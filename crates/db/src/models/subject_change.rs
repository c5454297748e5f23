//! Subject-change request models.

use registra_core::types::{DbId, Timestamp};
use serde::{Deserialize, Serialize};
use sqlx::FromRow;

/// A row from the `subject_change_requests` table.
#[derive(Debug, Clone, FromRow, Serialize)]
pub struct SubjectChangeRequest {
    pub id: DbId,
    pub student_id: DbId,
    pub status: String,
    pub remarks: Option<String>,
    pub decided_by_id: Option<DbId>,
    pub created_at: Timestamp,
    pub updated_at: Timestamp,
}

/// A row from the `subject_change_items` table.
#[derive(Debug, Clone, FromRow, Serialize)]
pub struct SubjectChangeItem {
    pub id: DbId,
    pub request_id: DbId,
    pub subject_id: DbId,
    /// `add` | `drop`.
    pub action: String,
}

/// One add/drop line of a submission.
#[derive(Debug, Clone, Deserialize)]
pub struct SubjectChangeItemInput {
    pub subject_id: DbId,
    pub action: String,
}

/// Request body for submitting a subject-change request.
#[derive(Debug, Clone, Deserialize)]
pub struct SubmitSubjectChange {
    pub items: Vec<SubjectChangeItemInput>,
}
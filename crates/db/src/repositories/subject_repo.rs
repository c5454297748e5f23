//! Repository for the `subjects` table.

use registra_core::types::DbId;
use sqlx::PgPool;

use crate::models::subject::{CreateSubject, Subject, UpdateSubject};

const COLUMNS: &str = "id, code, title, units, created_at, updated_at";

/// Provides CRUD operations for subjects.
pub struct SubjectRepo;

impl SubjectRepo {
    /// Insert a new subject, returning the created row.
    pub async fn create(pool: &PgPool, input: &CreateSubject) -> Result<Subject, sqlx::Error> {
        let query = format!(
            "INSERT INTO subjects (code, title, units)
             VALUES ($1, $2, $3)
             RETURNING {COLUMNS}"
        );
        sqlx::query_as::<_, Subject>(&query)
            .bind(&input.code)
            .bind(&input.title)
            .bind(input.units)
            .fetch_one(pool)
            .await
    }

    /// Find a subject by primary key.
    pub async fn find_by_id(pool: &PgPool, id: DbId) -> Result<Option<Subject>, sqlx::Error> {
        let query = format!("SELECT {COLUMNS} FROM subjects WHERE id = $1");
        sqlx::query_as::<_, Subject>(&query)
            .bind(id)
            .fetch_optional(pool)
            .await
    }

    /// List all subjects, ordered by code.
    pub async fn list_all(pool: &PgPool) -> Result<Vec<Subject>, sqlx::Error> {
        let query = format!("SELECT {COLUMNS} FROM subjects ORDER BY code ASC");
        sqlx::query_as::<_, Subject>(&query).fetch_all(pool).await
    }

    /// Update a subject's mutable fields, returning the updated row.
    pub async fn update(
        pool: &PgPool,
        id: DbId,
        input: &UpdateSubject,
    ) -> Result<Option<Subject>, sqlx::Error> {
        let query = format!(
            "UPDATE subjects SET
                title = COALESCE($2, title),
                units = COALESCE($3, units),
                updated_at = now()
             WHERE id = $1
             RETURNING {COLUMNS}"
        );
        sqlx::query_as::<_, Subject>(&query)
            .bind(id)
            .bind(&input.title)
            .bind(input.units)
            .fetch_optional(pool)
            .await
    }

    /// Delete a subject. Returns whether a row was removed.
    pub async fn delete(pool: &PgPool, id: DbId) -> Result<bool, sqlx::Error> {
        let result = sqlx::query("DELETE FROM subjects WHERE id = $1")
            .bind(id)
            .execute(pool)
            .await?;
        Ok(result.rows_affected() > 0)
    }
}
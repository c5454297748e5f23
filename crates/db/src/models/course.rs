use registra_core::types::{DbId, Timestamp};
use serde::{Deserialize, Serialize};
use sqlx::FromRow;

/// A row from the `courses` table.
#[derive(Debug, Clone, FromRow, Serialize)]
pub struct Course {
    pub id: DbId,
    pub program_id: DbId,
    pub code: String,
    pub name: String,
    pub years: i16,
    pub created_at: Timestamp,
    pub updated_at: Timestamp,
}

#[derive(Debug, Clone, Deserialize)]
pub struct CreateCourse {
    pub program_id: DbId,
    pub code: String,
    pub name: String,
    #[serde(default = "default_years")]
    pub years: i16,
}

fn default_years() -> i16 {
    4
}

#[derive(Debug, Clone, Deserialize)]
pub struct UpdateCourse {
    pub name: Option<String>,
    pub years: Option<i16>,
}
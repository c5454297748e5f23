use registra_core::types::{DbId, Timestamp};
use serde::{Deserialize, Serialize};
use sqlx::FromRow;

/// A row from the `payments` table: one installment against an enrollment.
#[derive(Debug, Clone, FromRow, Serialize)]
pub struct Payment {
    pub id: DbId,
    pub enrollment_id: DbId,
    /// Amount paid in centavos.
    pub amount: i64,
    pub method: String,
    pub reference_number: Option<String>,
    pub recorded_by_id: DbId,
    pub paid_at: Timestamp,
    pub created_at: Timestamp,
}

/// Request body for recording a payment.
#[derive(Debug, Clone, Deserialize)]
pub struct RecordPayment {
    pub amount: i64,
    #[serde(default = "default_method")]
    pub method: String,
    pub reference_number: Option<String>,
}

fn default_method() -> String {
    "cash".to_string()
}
--
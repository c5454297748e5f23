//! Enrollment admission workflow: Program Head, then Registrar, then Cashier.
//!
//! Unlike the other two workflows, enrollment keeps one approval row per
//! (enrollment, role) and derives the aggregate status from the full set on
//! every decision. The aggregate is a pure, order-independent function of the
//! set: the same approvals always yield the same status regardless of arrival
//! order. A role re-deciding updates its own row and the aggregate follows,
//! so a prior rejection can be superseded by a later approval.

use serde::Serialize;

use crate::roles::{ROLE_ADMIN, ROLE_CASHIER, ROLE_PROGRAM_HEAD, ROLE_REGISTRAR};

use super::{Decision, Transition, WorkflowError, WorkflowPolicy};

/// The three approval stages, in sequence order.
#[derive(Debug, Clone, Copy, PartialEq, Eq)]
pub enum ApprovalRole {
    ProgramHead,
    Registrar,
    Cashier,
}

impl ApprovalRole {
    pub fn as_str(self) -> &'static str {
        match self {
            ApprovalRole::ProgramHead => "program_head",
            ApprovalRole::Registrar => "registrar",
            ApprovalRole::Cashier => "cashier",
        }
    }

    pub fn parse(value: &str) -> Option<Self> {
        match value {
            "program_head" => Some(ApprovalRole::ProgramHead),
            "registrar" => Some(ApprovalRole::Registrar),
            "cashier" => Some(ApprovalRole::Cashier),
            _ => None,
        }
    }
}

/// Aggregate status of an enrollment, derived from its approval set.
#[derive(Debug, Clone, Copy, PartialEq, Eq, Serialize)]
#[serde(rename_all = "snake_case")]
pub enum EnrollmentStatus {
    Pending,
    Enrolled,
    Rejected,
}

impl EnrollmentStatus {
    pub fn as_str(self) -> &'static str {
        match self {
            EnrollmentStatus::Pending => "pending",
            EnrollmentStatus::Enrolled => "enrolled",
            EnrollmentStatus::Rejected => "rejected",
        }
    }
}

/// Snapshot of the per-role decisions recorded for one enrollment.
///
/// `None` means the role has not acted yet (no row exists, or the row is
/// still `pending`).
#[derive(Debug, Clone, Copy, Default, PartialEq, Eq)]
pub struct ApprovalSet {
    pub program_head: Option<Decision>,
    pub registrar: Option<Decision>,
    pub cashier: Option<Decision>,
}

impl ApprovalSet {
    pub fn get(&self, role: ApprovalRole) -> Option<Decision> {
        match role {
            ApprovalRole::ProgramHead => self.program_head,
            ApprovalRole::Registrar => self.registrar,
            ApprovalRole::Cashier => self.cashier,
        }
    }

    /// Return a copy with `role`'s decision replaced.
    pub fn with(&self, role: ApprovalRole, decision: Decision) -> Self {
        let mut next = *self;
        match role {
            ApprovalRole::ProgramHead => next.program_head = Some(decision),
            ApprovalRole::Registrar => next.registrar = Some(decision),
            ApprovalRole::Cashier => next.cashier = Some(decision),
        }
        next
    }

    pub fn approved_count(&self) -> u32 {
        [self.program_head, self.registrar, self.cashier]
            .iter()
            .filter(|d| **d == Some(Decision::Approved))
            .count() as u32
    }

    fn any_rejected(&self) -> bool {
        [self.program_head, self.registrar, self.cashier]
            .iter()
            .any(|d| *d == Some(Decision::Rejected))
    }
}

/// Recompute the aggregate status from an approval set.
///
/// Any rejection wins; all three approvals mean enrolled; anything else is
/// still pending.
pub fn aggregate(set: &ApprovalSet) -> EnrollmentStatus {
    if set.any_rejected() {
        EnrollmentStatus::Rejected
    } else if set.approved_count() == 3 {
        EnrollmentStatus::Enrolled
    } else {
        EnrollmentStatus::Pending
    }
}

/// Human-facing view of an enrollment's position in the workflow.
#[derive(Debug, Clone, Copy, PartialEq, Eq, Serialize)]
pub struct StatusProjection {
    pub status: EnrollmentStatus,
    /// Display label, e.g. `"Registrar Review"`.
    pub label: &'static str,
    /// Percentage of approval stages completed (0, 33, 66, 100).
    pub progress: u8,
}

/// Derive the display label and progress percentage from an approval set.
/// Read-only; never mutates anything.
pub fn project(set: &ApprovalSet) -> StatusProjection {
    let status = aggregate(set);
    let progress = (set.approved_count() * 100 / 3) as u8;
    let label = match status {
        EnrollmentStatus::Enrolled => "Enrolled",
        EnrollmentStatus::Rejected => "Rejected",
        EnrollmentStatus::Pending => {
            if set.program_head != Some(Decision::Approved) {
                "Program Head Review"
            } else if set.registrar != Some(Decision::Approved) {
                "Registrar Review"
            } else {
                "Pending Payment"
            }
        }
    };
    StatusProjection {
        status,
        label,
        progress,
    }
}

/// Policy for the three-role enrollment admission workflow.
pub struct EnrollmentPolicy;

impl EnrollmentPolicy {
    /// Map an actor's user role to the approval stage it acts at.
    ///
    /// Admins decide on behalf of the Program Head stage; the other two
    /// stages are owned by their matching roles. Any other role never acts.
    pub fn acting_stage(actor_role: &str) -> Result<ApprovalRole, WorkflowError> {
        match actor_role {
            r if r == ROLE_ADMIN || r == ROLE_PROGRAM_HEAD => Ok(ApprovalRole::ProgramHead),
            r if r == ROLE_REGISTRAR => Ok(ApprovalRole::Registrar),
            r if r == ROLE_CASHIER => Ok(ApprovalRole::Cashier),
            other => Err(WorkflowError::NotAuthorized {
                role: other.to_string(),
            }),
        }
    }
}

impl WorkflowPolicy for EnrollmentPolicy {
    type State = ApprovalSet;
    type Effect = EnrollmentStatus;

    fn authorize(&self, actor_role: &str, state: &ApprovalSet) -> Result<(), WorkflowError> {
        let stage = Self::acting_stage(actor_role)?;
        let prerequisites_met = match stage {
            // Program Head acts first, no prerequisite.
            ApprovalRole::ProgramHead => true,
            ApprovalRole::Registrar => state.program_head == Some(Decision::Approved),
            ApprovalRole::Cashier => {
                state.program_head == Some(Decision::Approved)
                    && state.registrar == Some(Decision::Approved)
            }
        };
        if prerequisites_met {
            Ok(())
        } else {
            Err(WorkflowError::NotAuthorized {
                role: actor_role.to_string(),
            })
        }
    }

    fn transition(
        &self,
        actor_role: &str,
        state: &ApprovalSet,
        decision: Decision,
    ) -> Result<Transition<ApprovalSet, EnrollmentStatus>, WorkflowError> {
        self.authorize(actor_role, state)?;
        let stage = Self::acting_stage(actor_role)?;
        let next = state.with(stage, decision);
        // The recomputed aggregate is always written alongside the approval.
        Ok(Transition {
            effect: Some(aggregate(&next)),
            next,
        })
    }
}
---
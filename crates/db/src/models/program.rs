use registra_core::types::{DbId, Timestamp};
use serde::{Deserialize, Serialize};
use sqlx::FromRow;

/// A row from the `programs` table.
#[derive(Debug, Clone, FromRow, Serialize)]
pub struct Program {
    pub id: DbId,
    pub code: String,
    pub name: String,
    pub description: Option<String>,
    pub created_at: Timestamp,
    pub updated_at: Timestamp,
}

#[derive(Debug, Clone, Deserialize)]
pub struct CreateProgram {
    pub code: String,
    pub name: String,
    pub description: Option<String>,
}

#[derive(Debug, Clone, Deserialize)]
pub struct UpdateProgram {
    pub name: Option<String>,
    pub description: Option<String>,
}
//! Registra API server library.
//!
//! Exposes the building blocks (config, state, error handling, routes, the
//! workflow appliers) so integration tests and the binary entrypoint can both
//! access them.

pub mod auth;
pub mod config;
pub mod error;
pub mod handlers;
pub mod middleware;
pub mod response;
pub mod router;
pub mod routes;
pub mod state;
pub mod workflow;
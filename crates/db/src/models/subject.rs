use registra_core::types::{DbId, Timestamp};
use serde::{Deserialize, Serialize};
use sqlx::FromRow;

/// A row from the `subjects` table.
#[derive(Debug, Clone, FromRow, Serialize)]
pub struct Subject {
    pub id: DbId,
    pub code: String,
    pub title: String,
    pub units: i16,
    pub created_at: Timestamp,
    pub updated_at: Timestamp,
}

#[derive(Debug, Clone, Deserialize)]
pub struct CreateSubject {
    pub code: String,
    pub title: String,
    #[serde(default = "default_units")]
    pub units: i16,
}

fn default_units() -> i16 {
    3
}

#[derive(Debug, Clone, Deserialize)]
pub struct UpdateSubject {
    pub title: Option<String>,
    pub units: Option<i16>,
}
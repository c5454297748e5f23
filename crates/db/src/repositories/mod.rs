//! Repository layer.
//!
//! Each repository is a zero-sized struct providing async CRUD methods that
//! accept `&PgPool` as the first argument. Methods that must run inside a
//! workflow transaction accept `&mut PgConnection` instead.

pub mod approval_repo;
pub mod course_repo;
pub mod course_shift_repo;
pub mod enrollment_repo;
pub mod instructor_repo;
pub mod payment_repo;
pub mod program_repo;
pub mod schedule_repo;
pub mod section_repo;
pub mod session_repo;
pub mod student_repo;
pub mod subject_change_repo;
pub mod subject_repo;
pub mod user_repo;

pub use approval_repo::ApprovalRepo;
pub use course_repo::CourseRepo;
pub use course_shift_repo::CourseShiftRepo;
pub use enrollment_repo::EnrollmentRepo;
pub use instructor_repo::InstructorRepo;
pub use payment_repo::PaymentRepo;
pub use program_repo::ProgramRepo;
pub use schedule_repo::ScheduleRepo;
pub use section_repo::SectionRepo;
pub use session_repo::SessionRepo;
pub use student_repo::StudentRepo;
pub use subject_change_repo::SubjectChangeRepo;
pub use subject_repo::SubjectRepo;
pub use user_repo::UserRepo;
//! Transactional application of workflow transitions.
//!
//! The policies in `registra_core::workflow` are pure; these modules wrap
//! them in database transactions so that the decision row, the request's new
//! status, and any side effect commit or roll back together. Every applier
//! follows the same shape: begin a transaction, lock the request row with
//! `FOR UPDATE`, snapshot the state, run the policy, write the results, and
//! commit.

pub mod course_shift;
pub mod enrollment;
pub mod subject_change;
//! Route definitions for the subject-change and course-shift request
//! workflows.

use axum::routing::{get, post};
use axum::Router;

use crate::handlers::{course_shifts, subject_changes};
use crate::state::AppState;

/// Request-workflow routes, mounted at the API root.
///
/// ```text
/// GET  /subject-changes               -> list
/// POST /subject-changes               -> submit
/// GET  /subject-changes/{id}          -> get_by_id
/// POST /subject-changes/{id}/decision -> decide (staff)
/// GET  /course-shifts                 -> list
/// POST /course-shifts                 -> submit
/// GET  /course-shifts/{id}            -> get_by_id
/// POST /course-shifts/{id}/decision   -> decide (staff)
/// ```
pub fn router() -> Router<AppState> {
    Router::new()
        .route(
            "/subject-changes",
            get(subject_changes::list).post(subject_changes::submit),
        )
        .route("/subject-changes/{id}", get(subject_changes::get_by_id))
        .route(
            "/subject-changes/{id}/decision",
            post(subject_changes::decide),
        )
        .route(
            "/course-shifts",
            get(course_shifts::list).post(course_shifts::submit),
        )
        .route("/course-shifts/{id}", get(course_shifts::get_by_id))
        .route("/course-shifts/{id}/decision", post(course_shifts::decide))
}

Problem >> Wherever a line in the data above holds the word "impl", copy that line.

Answer section >>
impl SubjectRepo {
impl ApprovalRole {
impl EnrollmentStatus {
impl ApprovalSet {
impl EnrollmentPolicy {
impl WorkflowPolicy for EnrollmentPolicy {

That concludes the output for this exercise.